Перевод выполнен по изданию: Michel Foucault, "Qu'est-ce
qu'un auteur?", conference, Bulletin de la Societe frangaise de
philosophie, 63e annee, nј 3, juillet-septembre 1969, pp.73 -
104. Перепечатано в: Dits et ecrits, t.I, pp.789 - 821.
СВЕТЛАНА ТАБАЧНИКОВА
с.10* Речь идет о Жане Ипполите, умершем незадолгодо
этого, 27 октября 1968 года Ж.Ипполит был одним из тех
преподавателей Коллеж де Франс, кто сыграл решающую роль в
избрании Фуко в эту почетнейшую французскую институцию. Демарши
по продвижению кандидатуры Фуко Ипполит начал еще в 1966 году,
после огромного успеха Слов и вещей, однако ему не суждено было
дожить до момента их благополучного завершения. Фуко никогда не
упускал возможности выразить свою признательность Жану Ипполиту
и указать на его действительно первостепенную роль в своей
философской судьбе. См. также последние страницы "Порядка
дискурса", комментарий к нему (с.356) и "Послеслови"
(сс.397-399).
с.10** nappes - один из терминов, относящихся к области
геологии, которые часто встречаются в работах Фуко этого
периода; он означает: "пелена", "пленка", "большая
поверхность", "слой", "пласт"; в данном контексте слово nappes
близко по своему значению к тому, что оно имеет в сочетании
nappes d'еau - "подпочвенные воды".
с.12 Речь идет об Археологии знания, вышедшей в свет в
апреле 1969 года. Не самая, быть может, цитируемая и
анализируемая в литературе о Фуко, эта работа тем не менее
занимает в движении его мысли особое и важное место. Своего
рода "методологическое послесловие" к Словам и вещам книга эта,
пожалуй, единственная из написанных Фуко, где речь идет только
о методе. Он объясняется по поводу задействованных в предыдущих
работах принципов анализа и понятий, проводит необходимые
различения, пытается ответить на заданные ему вопросы и на ту
критику, предметом которой стал использованный им в Словах и
вещах подход к истории знаний и мысли (и в первую очередь -
пытается отмежеваться от структурализма, к которому в один
голос причислили его и друзья, и недруги). Здесь одновременно -
и подведение итогов, и своего рода расчистки пути, чтобы
двигаться дальше. Вот что сам Фуко, представляя эту книгу,
говорит о своих намерениях: "Пояснить то, что я хотел сделать в
предыдущих книгах, где так много вещей оставались еще смутными?
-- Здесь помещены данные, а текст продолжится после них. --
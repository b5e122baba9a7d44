//! Configuration and constants for the CLI.

/// Default cache statistics input
pub const DEFAULT_CACHE_STATS_PATH: &str = "cache_stats.json";

/// Default output of the hit rate line chart
pub const DEFAULT_HIT_RATE_OUTPUT: &str = "cache_hit_rate.png";

/// Default output of the grouped hit rate bar chart
pub const DEFAULT_HIT_RATE_BAR_OUTPUT: &str = "cache_hit_rate_bar.png";

// Timer inputs: "before" and "after" runs of the same benchmark
pub const DEFAULT_TIMER_BEFORE_PATH: &str = "old/timer.json";
pub const DEFAULT_TIMER_AFTER_PATH: &str = "new/timer.json";
pub const DEFAULT_TIMER_OUTPUT: &str = "timer_plot.png";
pub const DEFAULT_VISITED_OUTPUT: &str = "visited_plot.png";

/// Layout used when none is requested
pub const DEFAULT_LAYOUT: &str = "dot";

/// File name prefix of rendered walker graphs (`TTG_0.png`, `TTG_1.png`, ...)
pub const DEFAULT_TTG_PREFIX: &str = "TTG";

// Field names in benchmark records
pub const NODE_NUM_FIELD: &str = "JAC_NODE_NUM";
pub const EDGE_NUM_FIELD: &str = "JAC_EDGE_NUM";
pub const TWEET_NUM_FIELD: &str = "JAC_TWEET_NUM";
pub const PREFETCH_FIELD: &str = "jac_prefetch";
pub const CACHE_SIZE_FIELD: &str = "cache_size";
pub const HIT_FIELD: &str = "hit";
pub const TOTAL_ACCESS_FIELD: &str = "total_acc";
pub const HIT_RATE_FIELD: &str = "hit_rate";

pub const TTG_START_FIELD: &str = "ttg_start_time";
pub const TTG_END_FIELD: &str = "ttg_end_time";
pub const TRAVERSAL_START_FIELD: &str = "traversal_start_time";
pub const TRAVERSAL_END_FIELD: &str = "traversal_end_time";
pub const TTG_VISITED_FIELD: &str = "ttg_visited_num";
pub const TRAVERSAL_VISITED_FIELD: &str = "traversal_visited_num";
pub const TTG_TIME_FIELD: &str = "ttg_time";
pub const TRAVERSAL_TIME_FIELD: &str = "traversal_time";
pub const TOTAL_TIME_FIELD: &str = "total_time";

/// Full configuration key of one cache benchmark run
pub const CACHE_DEDUP_FIELDS: &[&str] = &[
    NODE_NUM_FIELD,
    EDGE_NUM_FIELD,
    TWEET_NUM_FIELD,
    PREFETCH_FIELD,
    CACHE_SIZE_FIELD,
];

/// Grouping key of the hit rate table
pub const HIT_RATE_GROUP_FIELDS: &[&str] = &[CACHE_SIZE_FIELD, PREFETCH_FIELD, EDGE_NUM_FIELD];

/// Grouping key of the timing table
pub const TIMING_GROUP_FIELDS: &[&str] = &[EDGE_NUM_FIELD];

/// Group keys are tuples of at most this many fields
pub const MAX_GROUP_KEY_FIELDS: usize = 5;

// Chart sizes in pixels
pub const LINE_CHART_SIZE: (u32, u32) = (1000, 600);
pub const BAR_CHART_SIZE: (u32, u32) = (1200, 600);
pub const GRAPH_CHART_SIZE: (u32, u32) = (1200, 800);

/// Fruchterman-Reingold iterations for the force-directed layout
pub const FORCE_LAYOUT_ITERATIONS: usize = 50;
Не только и не столько; но - продвигаясь немного дальше -
вернуться, как бы новом витке спирали, сюда, по эту сторону
того, что я уже предпринял; показать, откуда я говорил; выявить
то пространство, которое делает возможными эти исследования, а
также, быть может, другие, которые я никогда не осуществлю;
короче говоря - дать значение этому слову: архелогия, которое я
оставил пустым" (L'Archeologie du savoir, обложка книги). Это
последняя работа Фуко, где предметом рассмотрения еще выступает
"дискурс", или "знание-дискурс", или "сказанные вещи". В фокусе
следующей, Надзирать и наказывать (Surveiller et punir, 1975),-
уже совершенно другая область практики: формы социального
контроля и появление института тюрьмы.
с.17 Фуко здесь имеет в виду, по всей очевидности, группу
литераторов, издававших в 60-е годы журнал Tel Quel (в котором
одно время он тоже печатался), и в частности - Ролана Барта. С
ним Фуко связывали тесные и давние дружеские отношения и
неявная, как это часто бывает в его текстах, полемика.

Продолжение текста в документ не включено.